■ Brief
Throughout the listing that follows, find each line with the word "probate" and copy it.

*** Input data ***

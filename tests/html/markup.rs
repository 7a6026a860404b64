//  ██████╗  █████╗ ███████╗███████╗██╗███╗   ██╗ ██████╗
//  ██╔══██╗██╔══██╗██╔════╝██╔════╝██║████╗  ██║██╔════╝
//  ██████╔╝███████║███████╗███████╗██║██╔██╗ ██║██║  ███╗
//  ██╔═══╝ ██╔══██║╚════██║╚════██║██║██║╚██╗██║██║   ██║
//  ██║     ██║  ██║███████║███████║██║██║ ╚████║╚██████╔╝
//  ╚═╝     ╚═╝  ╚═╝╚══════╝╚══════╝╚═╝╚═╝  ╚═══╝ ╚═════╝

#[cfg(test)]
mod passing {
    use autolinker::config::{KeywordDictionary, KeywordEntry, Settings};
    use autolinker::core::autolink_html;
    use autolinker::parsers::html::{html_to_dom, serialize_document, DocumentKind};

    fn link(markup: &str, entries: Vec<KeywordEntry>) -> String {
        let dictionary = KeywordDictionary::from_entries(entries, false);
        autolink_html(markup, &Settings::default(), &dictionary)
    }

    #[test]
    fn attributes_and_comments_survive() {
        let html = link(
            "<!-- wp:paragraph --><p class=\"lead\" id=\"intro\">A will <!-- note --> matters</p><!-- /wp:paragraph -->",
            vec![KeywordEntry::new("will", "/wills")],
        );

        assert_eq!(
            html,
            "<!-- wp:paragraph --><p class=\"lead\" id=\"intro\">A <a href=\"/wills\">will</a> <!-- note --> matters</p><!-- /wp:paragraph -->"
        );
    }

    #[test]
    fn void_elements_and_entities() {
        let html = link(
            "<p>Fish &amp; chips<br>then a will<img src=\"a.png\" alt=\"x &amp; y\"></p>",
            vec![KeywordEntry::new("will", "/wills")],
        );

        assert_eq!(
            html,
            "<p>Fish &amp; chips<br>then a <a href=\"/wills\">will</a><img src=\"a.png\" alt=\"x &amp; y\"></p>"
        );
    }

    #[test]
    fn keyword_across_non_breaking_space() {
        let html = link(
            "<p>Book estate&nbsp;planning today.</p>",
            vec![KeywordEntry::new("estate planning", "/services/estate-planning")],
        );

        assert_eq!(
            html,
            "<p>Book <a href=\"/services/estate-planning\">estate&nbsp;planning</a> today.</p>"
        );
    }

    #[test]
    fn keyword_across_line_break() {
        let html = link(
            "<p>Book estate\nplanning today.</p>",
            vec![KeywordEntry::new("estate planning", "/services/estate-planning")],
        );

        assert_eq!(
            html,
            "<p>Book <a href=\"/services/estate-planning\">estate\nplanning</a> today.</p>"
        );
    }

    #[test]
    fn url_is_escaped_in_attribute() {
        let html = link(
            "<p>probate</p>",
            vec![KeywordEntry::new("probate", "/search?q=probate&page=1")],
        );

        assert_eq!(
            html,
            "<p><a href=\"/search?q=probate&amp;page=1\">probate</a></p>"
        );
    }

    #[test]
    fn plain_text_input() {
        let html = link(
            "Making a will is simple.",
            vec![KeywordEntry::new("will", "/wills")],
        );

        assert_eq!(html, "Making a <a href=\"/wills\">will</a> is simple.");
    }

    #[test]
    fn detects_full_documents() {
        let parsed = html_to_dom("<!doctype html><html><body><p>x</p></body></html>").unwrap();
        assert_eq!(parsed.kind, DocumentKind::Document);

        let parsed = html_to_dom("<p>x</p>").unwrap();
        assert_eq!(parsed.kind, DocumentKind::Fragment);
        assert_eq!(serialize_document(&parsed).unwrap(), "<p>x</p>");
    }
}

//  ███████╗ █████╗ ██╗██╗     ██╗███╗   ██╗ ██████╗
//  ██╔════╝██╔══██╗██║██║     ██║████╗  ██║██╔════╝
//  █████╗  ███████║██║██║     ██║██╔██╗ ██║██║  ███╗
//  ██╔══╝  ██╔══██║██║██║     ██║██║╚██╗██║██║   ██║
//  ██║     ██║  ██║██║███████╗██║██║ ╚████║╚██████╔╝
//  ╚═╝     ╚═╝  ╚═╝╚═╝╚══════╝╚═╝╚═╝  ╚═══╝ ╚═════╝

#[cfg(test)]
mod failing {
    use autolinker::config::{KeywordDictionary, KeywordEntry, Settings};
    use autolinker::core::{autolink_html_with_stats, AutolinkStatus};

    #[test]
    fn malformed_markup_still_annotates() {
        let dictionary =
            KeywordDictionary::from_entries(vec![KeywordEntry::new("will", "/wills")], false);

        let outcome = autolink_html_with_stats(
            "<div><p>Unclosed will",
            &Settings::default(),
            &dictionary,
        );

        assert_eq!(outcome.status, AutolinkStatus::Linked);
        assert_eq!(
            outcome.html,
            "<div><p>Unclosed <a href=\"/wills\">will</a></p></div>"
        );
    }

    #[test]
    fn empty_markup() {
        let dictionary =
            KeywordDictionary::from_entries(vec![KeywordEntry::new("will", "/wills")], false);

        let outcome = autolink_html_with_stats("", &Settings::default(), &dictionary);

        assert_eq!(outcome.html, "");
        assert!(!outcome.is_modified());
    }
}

*** End of Input data ***
*** Input data ***

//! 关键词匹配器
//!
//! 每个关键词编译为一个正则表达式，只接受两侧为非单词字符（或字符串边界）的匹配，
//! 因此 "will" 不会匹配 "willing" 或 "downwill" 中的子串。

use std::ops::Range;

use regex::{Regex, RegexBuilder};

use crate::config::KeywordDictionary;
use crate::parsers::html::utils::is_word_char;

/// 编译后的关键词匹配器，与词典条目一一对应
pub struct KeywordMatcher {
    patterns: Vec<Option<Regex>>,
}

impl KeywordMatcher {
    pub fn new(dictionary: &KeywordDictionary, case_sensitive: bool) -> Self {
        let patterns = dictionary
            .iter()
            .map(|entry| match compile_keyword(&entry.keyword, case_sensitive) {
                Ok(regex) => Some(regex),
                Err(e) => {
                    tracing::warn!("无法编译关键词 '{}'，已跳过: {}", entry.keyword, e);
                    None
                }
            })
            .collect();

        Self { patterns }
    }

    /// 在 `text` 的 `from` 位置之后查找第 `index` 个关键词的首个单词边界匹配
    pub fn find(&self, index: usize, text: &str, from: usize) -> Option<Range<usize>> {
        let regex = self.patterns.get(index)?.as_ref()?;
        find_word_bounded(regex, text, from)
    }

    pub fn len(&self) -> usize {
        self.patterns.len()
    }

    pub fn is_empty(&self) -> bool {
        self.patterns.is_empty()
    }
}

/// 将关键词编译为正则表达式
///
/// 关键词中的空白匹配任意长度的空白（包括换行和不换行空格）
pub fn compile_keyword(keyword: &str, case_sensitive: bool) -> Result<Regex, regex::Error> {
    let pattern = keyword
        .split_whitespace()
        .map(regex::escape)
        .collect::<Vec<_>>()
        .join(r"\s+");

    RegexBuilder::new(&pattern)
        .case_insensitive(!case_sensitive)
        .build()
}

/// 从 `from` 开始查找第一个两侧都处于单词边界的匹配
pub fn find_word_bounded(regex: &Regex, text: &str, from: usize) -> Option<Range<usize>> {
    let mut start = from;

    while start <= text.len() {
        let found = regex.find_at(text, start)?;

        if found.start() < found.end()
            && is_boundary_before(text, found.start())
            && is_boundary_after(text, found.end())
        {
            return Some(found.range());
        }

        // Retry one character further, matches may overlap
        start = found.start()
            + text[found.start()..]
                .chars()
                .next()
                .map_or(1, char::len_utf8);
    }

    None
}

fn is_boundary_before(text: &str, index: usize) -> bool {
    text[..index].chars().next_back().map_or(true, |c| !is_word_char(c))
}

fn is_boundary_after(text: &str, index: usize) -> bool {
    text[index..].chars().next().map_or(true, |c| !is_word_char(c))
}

*** End of Input data ***

■ Response
            "<p>probate</p>",
            vec![KeywordEntry::new("probate", "/search?q=probate&page=1")],
            "<p><a href=\"/search?q=probate&amp;page=1\">probate</a></p>"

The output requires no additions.